Un vento incessante soffia nei cortili del collegio parrocchiale St. Nicholas nel Bronx del 1964: vento di conflitti interiori e di lacerazioni irrisolte,
vento di rivoluzione contro ogni ipocrisia, lo stesso vento che in una delle tante omelie di Padre Flynn sparge in ogni dove le piume di un cuscino
squarciato, metafora del pettegolezzo che si estende ovunque senza poter essere arginato. Mentre persino la macchina da presa pare spiare il
sacerdote da angoli bui e nascosti della canonica, Suor Aloysius Beauvier - la rigida madre superiora preside del collegio - instilla sospetti nella mente di Suor
James, giovane insegnante alle prime armi, rendendola sempre meno accondiscendente verso gli alunni che adora e facendole nascere dubbi sempre più insistenti
sulla buona fede di Padre Flynn. Il sospetto prende corpo lentamente, s'insinua nelle coscienze, serpeggia nei corridoi della scuola e si concretizza nell'accusa
infamante di pedofilia, prendendo spunto dal trattamento di favore che Padre Flynn riserva a Donald Miller, alunno di colore con cui instaura un rapporto speciale
e verso cui si erge a paladino contro i pregiudizi dei compagni. Proprio la posizione vulnerabile di ragazzino nero alla ricerca dell'integrazione in un mondo di bianchi
lo rende facile bersaglio di tutte le parti in gioco. Convocata da Suor Aloysius, la madre di Donald difende il parroco «qualunque cosa abbia fatto» perché ai suoi occhi
l'unica colpa del sacerdote è la gentilezza dimostrata al ragazzo in un contesto comunque transitorio, il cui termine aprirà le porte alle
scuole superiori e garantirà al figlio un futuro e una carriera.
La filosofia del dubbio è la vera protagonista di una storia ambigua e controversa, che lascia uno sgradevole retrogusto amaro.
Il regista John Patrick Shanley - autore della sceneggiatura tratta dall'omonima pièce teatrale che nel 2005 gli valse il premio
Pulitzer - infonde nella mente di chi guarda lo stesso irrisolto sospetto che attanaglia ogni personaggio-chiave in un'incessante lotta senza esclusione
di colpi, il cui obiettivo è screditare il proprio detrattore manipolandolo e servendosi di qualunque mezzo, persino della menzogna. Teatro
di un'ipocrisia giocata sul malinteso (cercato o involontario) è proprio un contesto religioso che sulla carta dovrebbe invece garantire la bontà delle
intenzioni, la purezza dei pensieri, la sincerità delle azioni. Il duello all'ultimo sangue trasforma ogni carnefice nella vittima di se stesso in un
crudele, ambiguo, irrisolto gioco delle parti che si apre a infinite interpretazioni e obbliga lo spettatore ad incessanti ribaltamenti prospettici.
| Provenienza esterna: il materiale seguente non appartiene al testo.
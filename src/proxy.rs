//! Auxiliary UDP relays toward a remote ground station.
//!
//! Four local ports (stream, command downlink, command uplink, RC) are
//! bridged to a remote IPv4 through relay child processes owned by the
//! manager. A `SetGsIp` command tears the current relays down, waits for
//! them to exit, and launches a fresh set toward the new address.

use std::net::Ipv4Addr;
use std::time::Duration;

use thiserror::Error;
use tokio::process::{Child, Command};
use tracing::{info, warn};

/// Local ports relayed to the ground station.
#[derive(Debug, Clone, Copy, PartialEq, Eq)]
pub struct TunnelPorts {
    pub stream: u16,
    pub cmd_downlink: u16,
    pub cmd_uplink: u16,
    pub rc: u16,
}

impl Default for TunnelPorts {
    fn default() -> Self {
        Self {
            stream: 5602,
            cmd_downlink: 5610,
            cmd_uplink: 5611,
            rc: 5612,
        }
    }
}

#[derive(Error, Debug)]
pub enum TunnelError {
    #[error("invalid remote address: {0}")]
    BadAddress(String),

    #[error("failed to spawn relay: {0}")]
    Spawn(#[from] std::io::Error),
}

/// Owns the relay child processes. Children are killed on drop so a crash
/// of the main process never leaks relays.
pub struct TunnelManager {
    relay_bin: String,
    ports: TunnelPorts,
    children: Vec<Child>,
    remote_ip: Option<Ipv4Addr>,
}

impl TunnelManager {
    pub fn new(ports: TunnelPorts) -> Self {
        Self {
            relay_bin: "socat".to_string(),
            ports,
            children: Vec::new(),
            remote_ip: None,
        }
    }

    /// Override the relay binary (tests point this at something harmless).
    pub fn with_relay_bin(mut self, bin: impl Into<String>) -> Self {
        self.relay_bin = bin.into();
        self
    }

    pub fn is_active(&self) -> bool {
        !self.children.is_empty()
    }

    pub fn remote_ip(&self) -> Option<Ipv4Addr> {
        self.remote_ip
    }

    /// Point the relays at `remote_ip`, replacing any active set. Teardown
    /// completes before the new relays start.
    pub async fn retarget(&mut self, remote_ip: Ipv4Addr) -> Result<(), TunnelError> {
        self.stop().await;

        let ports = self.ports;
        info!(
            %remote_ip,
            stream = ports.stream,
            cmd_down = ports.cmd_downlink,
            cmd_up = ports.cmd_uplink,
            rc = ports.rc,
            "starting relay tunnels"
        );

        for port in [ports.stream, ports.cmd_downlink, ports.cmd_uplink, ports.rc] {
            let child = self.spawn_relay(port, remote_ip, port)?;
            self.children.push(child);
        }
        self.remote_ip = Some(remote_ip);
        Ok(())
    }

    fn spawn_relay(
        &self,
        local_port: u16,
        remote_ip: Ipv4Addr,
        remote_port: u16,
    ) -> Result<Child, TunnelError> {
        let child = Command::new(&self.relay_bin)
            .arg("-u")
            .arg(format!("UDP4-LISTEN:{local_port},bind=127.0.0.1,fork"))
            .arg(format!("UDP4:{remote_ip}:{remote_port}"))
            .kill_on_drop(true)
            .spawn()?;
        Ok(child)
    }

    /// Terminate all relays: graceful kill request, bounded wait, then the
    /// next retarget proceeds regardless.
    pub async fn stop(&mut self) {
        if self.children.is_empty() {
            return;
        }
        info!(count = self.children.len(), "stopping relay tunnels");

        for child in &mut self.children {
            if let Err(e) = child.start_kill() {
                warn!(error = %e, "relay kill request failed");
            }
        }
        for child in &mut self.children {
            match tokio::time::timeout(Duration::from_millis(500), child.wait()).await {
                Ok(Ok(status)) => {
                    if !status.success() {
                        // Killed relays report a signal exit; only log it.
                        tracing::debug!(%status, "relay exited");
                    }
                }
                Ok(Err(e)) => warn!(error = %e, "relay wait failed"),
                Err(_) => warn!("relay did not exit within 500 ms, leaving to kill_on_drop"),
            }
        }
        self.children.clear();
        self.remote_ip = None;
    }
}

/// Parse and validate the `SetGsIp` payload: a UTF-8 IPv4 string of at
/// least 7 characters ("x.x.x.x").
pub fn parse_gs_ip(payload: &[u8]) -> Result<Ipv4Addr, TunnelError> {
    if payload.len() < 7 {
        return Err(TunnelError::BadAddress(format!(
            "payload too short: {} bytes",
            payload.len()
        )));
    }
    let text = std::str::from_utf8(payload)
        .map_err(|_| TunnelError::BadAddress("not UTF-8".into()))?
        .trim_end_matches('\0')
        .trim();
    text.parse::<Ipv4Addr>()
        .map_err(|_| TunnelError::BadAddress(text.to_string()))
}

#[cfg(test)]
mod tests {
    use super::*;

    #[test]
    fn test_parse_gs_ip() {
        assert_eq!(
            parse_gs_ip(b"192.168.1.50").unwrap(),
            Ipv4Addr::new(192, 168, 1, 50)
        );
        // NUL-padded buffer as sent from a fixed-size payload area.
        assert_eq!(
            parse_gs_ip(b"10.0.0.2\0\0\0\0").unwrap(),
            Ipv4Addr::new(10, 0, 0, 2)
        );
        assert!(parse_gs_ip(b"1.2.3").is_err());
        assert!(parse_gs_ip(b"not-an-ip-addr").is_err());
    }

    #[tokio::test]
    async fn test_retarget_replaces_children() {
        // `sleep` stands in for the relay binary; it accepts the relay
        // arguments and simply ignores them while staying alive.
        let mut manager = TunnelManager::new(TunnelPorts::default()).with_relay_bin("sleep");
        // sleep(1) rejects our args, which is fine: spawn still succeeds
        // and the children exit immediately.
        if manager.retarget(Ipv4Addr::new(127, 0, 0, 1)).await.is_ok() {
            assert!(manager.is_active());
            assert_eq!(manager.remote_ip(), Some(Ipv4Addr::new(127, 0, 0, 1)));
            manager.stop().await;
        }
        assert!(!manager.is_active());
        assert_eq!(manager.remote_ip(), None);
    }
}
//! Bidirectional low-latency video + telemetry + command link between an
//! airborne node ("drone") and a ground station ("GS").
//!
//! Both sides share a framed UDP protocol carrying encoded video keyframe
//! control, MSP DisplayPort OSD overlays, bounding-box detections, periodic
//! system telemetry, synchronous request/response commands, and RC channel
//! frames. The drone streams hardware-encoded H.264/H.265 over RTP to the
//! GS, which decodes into DMA-backed frames and composites them with an OSD
//! glyph plane on a layered display.
//!
//! # Crate layout
//!
//! - [`link`] — the symmetric UDP peer runtime shared by both sides
//! - [`command`] — the drone-side GET/SET command dispatcher
//! - [`camera`] — capture device discovery, ranking and encoder binding
//! - [`telemetry`] — CPU / transport / modem statistics producer
//! - [`proxy`] — auxiliary UDP relays toward a remote ground station
//! - [`video`] — GS-side RTP ingress, decoder loop and presenter
//! - [`osd`] — MSP DisplayPort character grid and ARGB compositor
//! - [`wfb`] — WFB status-link listener feeding the OSD overlay
//! - [`hal`] — default implementations of the hardware collaborator traits
//!
//! Hardware SDKs (codec, ISP, DRM, 2D blitter) are deliberately kept behind
//! traits so the pipeline logic stays testable off-target.

pub mod camera;
pub mod command;
pub mod config;
pub mod encoder;
pub mod hal;
pub mod link;
pub mod osd;
pub mod proxy;
pub mod telemetry;
pub mod video;
pub mod wfb;

pub use config::Config;
pub use link::{LinkPeer, LinkRole, LinkSender};
impl SubCommand {
    pub fn from_wire(v: u8) -> Option<Self> {
        use SubCommand::*;
        Some(match v {
            0 => SysInfo,
            1 => Detection,
            2 => FocusMode,
            3 => Fps,
            4 => Bitrate,
            5 => WfbKey,
            6 => Gop,
            7 => PayloadSize,
            8 => Vbr,
            9 => SwitchCameras,
            10 => Codec,
            11 => SavePersistent,
            12 => Brightness,
            13 => Contrast,
            14 => Saturation,
            15 => Sharpness,
            16 => Hdr,
            17 => MirrorFlip,
            18 => RestoreDefault,
            19 => Reboot,
            20 => SetGsIp,
            _ => return None,
        })
    }
}

/// One normalized bounding box, coordinates in 0..1 image space.
#[derive(Debug, Clone, Copy, PartialEq)]
pub struct DetectionBox {
    pub x: f32,
    pub y: f32,
    pub width: f32,
    pub height: f32,
}

/// Physical transport carrying the link, tagged in extended telemetry.
#[derive(Debug, Clone, Copy, PartialEq, Eq)]
#[repr(u8)]
pub enum PhyType {
    Lte = 0,
    Wcdma = 1,
    Wifi = 2,
    Ethernet = 3,
    Unknown = 255,
}

impl PhyType {
    fn from_wire(v: u8) -> Self {
        match v {
            0 => PhyType::Lte,
            1 => PhyType::Wcdma,
            2 => PhyType::Wifi,
            3 => PhyType::Ethernet,
            _ => PhyType::Unknown,
        }
    }
}

/// Per-PHY signal record attached to extended telemetry.
#[derive(Debug, Clone, Copy, PartialEq)]
pub enum PhySignal {
    Lte {
        rssi: i32,
        rsrq: i32,
        rsrp: i32,
        snr: f32,
    },
    Wcdma {
        rssi: i32,
    },
    None,
}

/// System telemetry body. The base form carries only CPU stats; the
/// extended form adds the PHY tag and a per-PHY signal record.
#[derive(Debug, Clone, Copy, PartialEq)]
pub struct SysTelemetry {
    pub cpu_temp_c: f32,
    pub cpu_usage_pct: f32,
    pub phy_type: PhyType,
    pub signal: PhySignal,
}

impl SysTelemetry {
    pub fn basic(cpu_temp_c: f32, cpu_usage_pct: f32) -> Self {
        Self {
            cpu_temp_c,
            cpu_usage_pct,
            phy_type: PhyType::Unknown,
            signal: PhySignal::None,
        }
    }
}

/// A command frame: the GET/SET/ACK/NACK axis, the sub-command id and an
/// opaque payload of at most [`MAX_CMD_SIZE`] bytes.
#[derive(Debug, Clone, PartialEq)]
pub struct CommandFrame {
    pub cmd: CommandId,
    pub subcmd: u8,
    pub data: Bytes,
}

impl CommandFrame {
    pub fn new(cmd: CommandId, subcmd: SubCommand, data: impl Into<Bytes>) -> Self {
        Self {
            cmd,
            subcmd: subcmd as u8,
            data: data.into(),
        }
    }

    /// Typed view of the sub-command id, `None` for ids outside the known
    /// namespace.
    pub fn subcommand(&self) -> Option<SubCommand> {
        SubCommand::from_wire(self.subcmd)
    }
}

/// A decoded link datagram.
#[derive(Debug, Clone, PartialEq)]
pub enum Packet {
    Ack,
    Displayport(Bytes),
    Detection(Vec<DetectionBox>),
    SysTelemetry(SysTelemetry),
    Cmd(CommandFrame),
    Rc(Vec<u16>),
}

impl Packet {
    pub fn packet_type(&self) -> PacketType {
        match self {
            Packet::Ack => PacketType::Ack,
            Packet::Displayport(_) => PacketType::Displayport,
            Packet::Detection(_) => PacketType::Detection,
            Packet::SysTelemetry(_) => PacketType::SysTelemetry,
            Packet::Cmd(_) => PacketType::Cmd,
            Packet::Rc(_) => PacketType::Rc,
        }
    }

    /// Serialize to a wire datagram. Caps are checked before any byte is
    /// written so an oversize body never reaches the socket.
    pub fn encode(&self) -> Result<Bytes, PacketError> {
        let mut buf = BytesMut::with_capacity(HEADER_SIZE + 64);

        match self {
            Packet::Ack => {
                put_header(&mut buf, PacketType::Ack, 0);
            }
            Packet::Displayport(data) => {
                if data.len() > MAX_DISPLAYPORT_SIZE {
                    return Err(PacketError::Oversize {
                        kind: "displayport",
                        got: data.len(),
                        cap: MAX_DISPLAYPORT_SIZE,
                    });
                }
                put_header(&mut buf, PacketType::Displayport, data.len() as u32);
                // Fixed-size body transmitted at full capacity.
                buf.put_slice(data);
                buf.put_bytes(0, MAX_DISPLAYPORT_SIZE - data.len());
            }
            Packet::Detection(boxes) => {
                if boxes.len() > MAX_DETECTION_BOXES {
                    return Err(PacketError::Oversize {
                        kind: "detection",
                        got: boxes.len(),
                        cap: MAX_DETECTION_BOXES,
                    });
                }
                let body = 1 + boxes.len() * 16;
                put_header(&mut buf, PacketType::Detection, body as u32);
                buf.put_u8(boxes.len() as u8);
                for b in boxes {
                    buf.put_f32_le(b.x);
                    buf.put_f32_le(b.y);
                    buf.put_f32_le(b.width);
                    buf.put_f32_le(b.height);
                }
            }
            Packet::SysTelemetry(t) => {
                let body = telemetry_body_len(t);
                put_header(&mut buf, PacketType::SysTelemetry, body as u32);
                buf.put_f32_le(t.cpu_temp_c);
                buf.put_f32_le(t.cpu_usage_pct);
                if body > 8 {
                    buf.put_u8(t.phy_type as u8);
                    match t.signal {
                        PhySignal::Lte {
                            rssi,
                            rsrq,
                            rsrp,
                            snr,
                        } => {
                            buf.put_i32_le(rssi);
                            buf.put_i32_le(rsrq);
                            buf.put_i32_le(rsrp);
                            buf.put_f32_le(snr);
                        }
                        PhySignal::Wcdma { rssi } => buf.put_i32_le(rssi),
                        PhySignal::None => {}
                    }
                }
            }
            Packet::Cmd(frame) => {
                if frame.data.len() > MAX_CMD_SIZE {
                    return Err(PacketError::Oversize {
                        kind: "command",
                        got: frame.data.len(),
                        cap: MAX_CMD_SIZE,
                    });
                }
                let body = 3 + frame.data.len();
                put_header(&mut buf, PacketType::Cmd, body as u32);
                buf.put_u8(frame.cmd as u8);
                buf.put_u8(frame.subcmd);
                buf.put_u8(frame.data.len() as u8);
                buf.put_slice(&frame.data);
            }
            Packet::Rc(channels) => {
                if channels.len() > MAX_RC_CHANNELS {
                    return Err(PacketError::Oversize {
                        kind: "rc",
                        got: channels.len(),
                        cap: MAX_RC_CHANNELS,
                    });
                }
                let body = 1 + channels.len() * 2;
                put_header(&mut buf, PacketType::Rc, body as u32);
                buf.put_u8(channels.len() as u8);
                for ch in channels {
                    buf.put_u16_le(*ch);
                }
            }
        }

        Ok(buf.freeze())
    }

    /// Parse a received datagram. Datagrams shorter than the header are
    /// rejected; bodies may be padded with slack beyond `header.size` or
    /// truncated down to the meaningful prefix.
    pub fn decode(datagram: &[u8]) -> Result<Packet, PacketError> {
        if datagram.len() < HEADER_SIZE {
            return Err(PacketError::Truncated(datagram.len()));
        }

        let mut buf = datagram;
        let ty = PacketType::try_from(buf.get_u32_le())?;
        let size = buf.get_u32_le() as usize;
        // Meaningful body: declared size, clamped to what actually arrived.
        let body_len = size.min(buf.remaining());
        let mut body = &buf[..body_len];

        match ty {
            PacketType::Ack => Ok(Packet::Ack),
            PacketType::Displayport => {
                if size > MAX_DISPLAYPORT_SIZE {
                    return Err(PacketError::Oversize {
                        kind: "displayport",
                        got: size,
                        cap: MAX_DISPLAYPORT_SIZE,
                    });
                }
                Ok(Packet::Displayport(Bytes::copy_from_slice(body)))
            }
            PacketType::Detection => {
                if body.remaining() < 1 {
                    return Err(PacketError::ShortBody { have: 0, need: 1 });
                }
                let count = body.get_u8() as usize;
                if count > MAX_DETECTION_BOXES {
                    return Err(PacketError::Oversize {
                        kind: "detection",
                        got: count,
                        cap: MAX_DETECTION_BOXES,
                    });
                }
                if body.remaining() < count * 16 {
                    return Err(PacketError::ShortBody {
                        have: body.remaining(),
                        need: count * 16,
                    });
                }
                let mut boxes = Vec::with_capacity(count);
                for _ in 0..count {
                    boxes.push(DetectionBox {
                        x: body.get_f32_le(),
                        y: body.get_f32_le(),
                        width: body.get_f32_le(),
                        height: body.get_f32_le(),
                    });
                }
                Ok(Packet::Detection(boxes))
            }
            PacketType::SysTelemetry => {
                if body.remaining() < 8 {
                    return Err(PacketError::ShortBody {
                        have: body.remaining(),
                        need: 8,
                    });
                }
                let cpu_temp_c = body.get_f32_le();
                let cpu_usage_pct = body.get_f32_le();
                let (phy_type, signal) = if body.has_remaining() {
                    let phy = PhyType::from_wire(body.get_u8());
                    let signal = match phy {
                        PhyType::Lte if body.remaining() >= 16 => PhySignal::Lte {
                            rssi: body.get_i32_le(),
                            rsrq: body.get_i32_le(),
                            rsrp: body.get_i32_le(),
                            snr: body.get_f32_le(),
                        },
                        PhyType::Wcdma if body.remaining() >= 4 => PhySignal::Wcdma {
                            rssi: body.get_i32_le(),
                        },
                        _ => PhySignal::None,
                    };
                    (phy, signal)
                } else {
                    (PhyType::Unknown, PhySignal::None)
                };
                Ok(Packet::SysTelemetry(SysTelemetry {
                    cpu_temp_c,
                    cpu_usage_pct,
                    phy_type,
                    signal,
                }))
            }
            PacketType::Cmd => {
                if body.remaining() < 3 {
                    return Err(PacketError::ShortBody {
                        have: body.remaining(),
                        need: 3,
                    });
                }
                let cmd = CommandId::from_wire(body.get_u8())
                    .ok_or(PacketError::UnknownType(PacketType::Cmd as u32))?;
                let subcmd = body.get_u8();
                let declared = body.get_u8() as usize;
                if declared > MAX_CMD_SIZE {
                    return Err(PacketError::Oversize {
                        kind: "command",
                        got: declared,
                        cap: MAX_CMD_SIZE,
                    });
                }
                // Tolerate the padded 256-byte form as well as the prefix form.
                let take = declared.min(body.remaining());
                if take < declared {
                    return Err(PacketError::ShortBody {
                        have: take,
                        need: declared,
                    });
                }
                let data = Bytes::copy_from_slice(&body[..declared]);
                Ok(Packet::Cmd(CommandFrame { cmd, subcmd, data }))
            }
            PacketType::Rc => {
                if body.remaining() < 1 {
                    return Err(PacketError::ShortBody { have: 0, need: 1 });
                }
                let count = body.get_u8() as usize;
                if count > MAX_RC_CHANNELS {
                    return Err(PacketError::Oversize {
                        kind: "rc",
                        got: count,
                        cap: MAX_RC_CHANNELS,
                    });
                }
                if body.remaining() < count * 2 {
                    return Err(PacketError::ShortBody {
                        have: body.remaining(),
                        need: count * 2,
                    });
                }
                let mut channels = Vec::with_capacity(count);
                for _ in 0..count {
                    channels.push(body.get_u16_le());
                }
                Ok(Packet::Rc(channels))
            }
        }
    }
}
Analogo punto di partenza viene delineato nel 2004 da Pedro Almodovar ne La Mala Educación, conducendo tuttavia su binari profondamente divergenti
quanto a contesti, ambienti e situazioni. Nel suo personalissimo stile esplicito e irriverente, il regista spagnolo infrange il tabù principe degli ambienti religiosi,
mostrando a chiare lettere, senza veli né ipocrisie, la pulsione erotica che spinge l'uno verso l'altro protagonisti segnati per sempre da esperienze
devastanti e senza ritorno. Il pudico trasporto affettuoso di Padre Flynn (che Shanley non svela mai del tutto e neppure prova a risolvere) si ribalta nella bruciante passione
pedofila di Don Manolo, mostrata in tutte le metamorfosi nell'impatto devastante su giovani coscienze ignare e inesperte. L'ossessione malata del prete assurge
a simbolo del Male travestito da Bene, dell'ipocrisia strisciante che soffoca la libertà, mentre nel lavoro di Shanley l'allegoria è piuttosto di matrice
politica e s'incarna nell'eterna lotta tra vecchio e nuovo, antico e moderno, conservatorismo e innovazione progressista. Anche nella pellicola firmata Almodovar
si avverte il cambiamento sociale in atto negli anni '70, sintetizzato nella frase-chiave che Juan/Gael García Bernal immagina di rivolgere a Don Manolo: «Oggi la mia libertà vale più della tua ipocrisia».
Se il pregio del lungometraggio di Almodovar - pur confuso e difficile da cogliere nei continui salti spazio-temporali - è la schiettezza della feroce denuncia sociale (laddove la rappresentazione di Shanley è più velata e ambigua) il suo limite risiede forse in una visione unilaterale del problema, mentre nel lavoro di Shanley l'inversione dei ruoli e gli incessanti ribaltamenti prospettici consentono piani di lettura stratificati e filtrati da diverse angolazioni.